In a late night vote, Supreme Court Justices (including three appointed by Donald Trump) ruled against blocking the bill from passing into law, which will now prevent the majority of Texas women (85%) from accessing abortion care, as most aren’t aware they are pregnant as early as six weeks.
The news has sent shockwaves around the US and the wider world. Former presidential candidate Hillary Clinton wrote on Twitter:
"Under the cover of darkness, by choosing to do nothing, the Supreme Court allowed an unconstitutional abortion ban in Texas to go into effect last night. Their decision doesn’t change the fact that reproductive rights are human rights. We'll fight for them."
And that fighting has begun, with social media outcries, physical protests and - perhaps surprisingly - a barrage of Shrek memes on TikTok. Let us explain.
Around the end of July, a group of anti-abortion hardliners called Texas Right to Life started an anonymous tip line webite 'ProLifeWhistleBlower.com' allowing those with extreme views to report anyone they suspect may be trying to have or help someone have an abortion.
It's chilling stuff, straight from the pages of a dystopian novel, and many people online are doing the best they can to render the 'whistle blowing' site useless.
The website was widely shared by pro-abortion activists and soon people began spamming it with messages to snow under anything else more harmful. There are reports that the site was "flooded" with Shrek memes.
One TikTok user posted a video of their Shrek meme spamming, and hundreds of thousands of people have liked it, while on Reddit, users are discussing how to similarly block the webpage.

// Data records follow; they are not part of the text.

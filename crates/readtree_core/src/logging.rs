//! Rolling file logging for reading-tree sessions.
//!
//! # Responsibility
//! - Start one size-rotated file logger per process.
//! - Record panics as sanitized, single-line events.
//!
//! # Invariants
//! - Repeating `init_logging` with the same level and directory is a no-op.
//! - Switching level or directory after start is rejected.
//! - Initialization never panics.

use flexi_logger::{
    Cleanup, Criterion, FileSpec, LogSpecification, Logger, LoggerHandle, Naming, WriteMode,
};
use log::{error, info};
use once_cell::sync::OnceCell;
use std::error::Error;
use std::fmt::{Display, Formatter};
use std::path::{Path, PathBuf};

const LOG_FILE_BASENAME: &str = "readtree";
const MAX_LOG_FILE_SIZE_BYTES: u64 = 2 * 1024 * 1024;
const MAX_LOG_FILES: usize = 3;
const MAX_PANIC_PAYLOAD_CHARS: usize = 160;

static ACTIVE_LOGGER: OnceCell<ActiveLogger> = OnceCell::new();
static PANIC_HOOK_INSTALLED: OnceCell<()> = OnceCell::new();

struct ActiveLogger {
    level: log::LevelFilter,
    log_dir: PathBuf,
    _handle: LoggerHandle,
}

/// Errors from logging bootstrap.
#[derive(Debug)]
pub enum LoggingError {
    /// Level string is not one of `trace|debug|info|warn|error`.
    UnsupportedLevel(String),
    /// Directory is blank or relative.
    InvalidDirectory(String),
    /// Directory could not be created.
    CreateDirectory {
        path: PathBuf,
        source: std::io::Error,
    },
    /// Logger backend refused to start.
    Backend(flexi_logger::FlexiLoggerError),
    /// Logging already runs with a different level or directory.
    AlreadyInitialized { active: String, requested: String },
}

impl Display for LoggingError {
    fn fmt(&self, f: &mut Formatter<'_>) -> std::fmt::Result {
        match self {
            Self::UnsupportedLevel(level) => write!(
                f,
                "unsupported log level `{level}`; expected trace|debug|info|warn|error"
            ),
            Self::InvalidDirectory(message) => write!(f, "{message}"),
            Self::CreateDirectory { path, source } => write!(
                f,
                "failed to create log directory `{}`: {source}",
                path.display()
            ),
            Self::Backend(err) => write!(f, "failed to start logger: {err}"),
            Self::AlreadyInitialized { active, requested } => write!(
                f,
                "logging already initialized with `{active}`; refusing to switch to `{requested}`"
            ),
        }
    }
}

impl Error for LoggingError {
    fn source(&self) -> Option<&(dyn Error + 'static)> {
        match self {
            Self::CreateDirectory { source, .. } => Some(source),
            Self::Backend(err) => Some(err),
            _ => None,
        }
    }
}

/// Starts file logging at `level` under the absolute directory `log_dir`.
///
/// # Errors
/// - `UnsupportedLevel` / `InvalidDirectory` for bad input.
/// - `CreateDirectory` / `Backend` when the logger cannot start.
/// - `AlreadyInitialized` when a different configuration is already active.
pub fn init_logging(level: &str, log_dir: impl AsRef<Path>) -> Result<(), LoggingError> {
    let level = parse_level(level)?;
    let log_dir = normalize_log_dir(log_dir.as_ref())?;

    let active = ACTIVE_LOGGER.get_or_try_init(|| start_logger(level, &log_dir))?;
    ensure_same_config(active, level, &log_dir)
}

/// Returns `(level, log_dir)` of the running logger, if any.
pub fn logging_status() -> Option<(log::LevelFilter, PathBuf)> {
    ACTIVE_LOGGER
        .get()
        .map(|active| (active.level, active.log_dir.clone()))
}

/// `debug` for debug builds, `info` otherwise.
pub fn default_log_level() -> &'static str {
    if cfg!(debug_assertions) {
        "debug"
    } else {
        "info"
    }
}

fn start_logger(level: log::LevelFilter, log_dir: &Path) -> Result<ActiveLogger, LoggingError> {
    std::fs::create_dir_all(log_dir).map_err(|source| LoggingError::CreateDirectory {
        path: log_dir.to_path_buf(),
        source,
    })?;

    let spec = LogSpecification::builder().default(level).build();
    let handle = Logger::with(spec)
        .log_to_file(
            FileSpec::default()
                .directory(log_dir)
                .basename(LOG_FILE_BASENAME),
        )
        .rotate(
            Criterion::Size(MAX_LOG_FILE_SIZE_BYTES),
            Naming::Numbers,
            Cleanup::KeepLogFiles(MAX_LOG_FILES),
        )
        .write_mode(WriteMode::BufferAndFlush)
        .append()
        .format_for_files(flexi_logger::detailed_format)
        .start()
        .map_err(LoggingError::Backend)?;

    install_panic_hook_once();
    info!(
        "event=logging_start module=core status=ok level={} log_dir={} version={}",
        level,
        log_dir.display(),
        env!("CARGO_PKG_VERSION")
    );

    Ok(ActiveLogger {
        level,
        log_dir: log_dir.to_path_buf(),
        _handle: handle,
    })
}

fn ensure_same_config(
    active: &ActiveLogger,
    level: log::LevelFilter,
    log_dir: &Path,
) -> Result<(), LoggingError> {
    if active.log_dir != log_dir {
        return Err(LoggingError::AlreadyInitialized {
            active: active.log_dir.display().to_string(),
            requested: log_dir.display().to_string(),
        });
    }
    if active.level != level {
        return Err(LoggingError::AlreadyInitialized {
            active: active.level.to_string(),
            requested: level.to_string(),
        });
    }
    Ok(())
}

fn parse_level(level: &str) -> Result<log::LevelFilter, LoggingError> {
    match level.trim().to_ascii_lowercase().as_str() {
        "trace" => Ok(log::LevelFilter::Trace),
        "debug" => Ok(log::LevelFilter::Debug),
        "info" => Ok(log::LevelFilter::Info),
        "warn" | "warning" => Ok(log::LevelFilter::Warn),
        "error" => Ok(log::LevelFilter::Error),
        other => Err(LoggingError::UnsupportedLevel(other.to_string())),
    }
}

fn normalize_log_dir(log_dir: &Path) -> Result<PathBuf, LoggingError> {
    if log_dir.as_os_str().is_empty() {
        return Err(LoggingError::InvalidDirectory(
            "log_dir cannot be empty".to_string(),
        ));
    }
    if !log_dir.is_absolute() {
        return Err(LoggingError::InvalidDirectory(format!(
            "log_dir must be an absolute path, got `{}`",
            log_dir.display()
        )));
    }
    Ok(log_dir.to_path_buf())
}

fn install_panic_hook_once() {
    if PANIC_HOOK_INSTALLED.set(()).is_err() {
        return;
    }

    let previous_hook = std::panic::take_hook();
    std::panic::set_hook(Box::new(move |panic_info| {
        let location = panic_info
            .location()
            .map(|loc| format!("{}:{}", loc.file(), loc.line()))
            .unwrap_or_else(|| "unknown".to_string());
        let payload = if let Some(message) = panic_info.payload().downcast_ref::<&str>() {
            (*message).to_string()
        } else if let Some(message) = panic_info.payload().downcast_ref::<String>() {
            message.clone()
        } else {
            "non-string panic payload".to_string()
        };
        error!(
            "event=panic_captured module=core status=error location={} payload={}",
            location,
            sanitize_message(&payload, MAX_PANIC_PAYLOAD_CHARS)
        );
        previous_hook(panic_info);
    }));
}

// Work titles can reach panic payloads; keep them on one bounded line.
fn sanitize_message(value: &str, max_chars: usize) -> String {
    let normalized = value.replace(['\n', '\r'], " ");
    let mut truncated = normalized.chars().take(max_chars).collect::<String>();
    if normalized.chars().count() > max_chars {
        truncated.push_str("...");
    }
    truncated
}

Of course, it shouldn't come down to TikTokers and their memes to protect the safety of folks trying access abortions without fear and judgement. But it's heartening to see the people of the internet doing what they can to push back against the frightening new law now facing women in Texas.
The fight for our right to choose what happens to our bodies is, clearly, far from being over. We stand in solidarity with those working for safe, accessible abortions for all.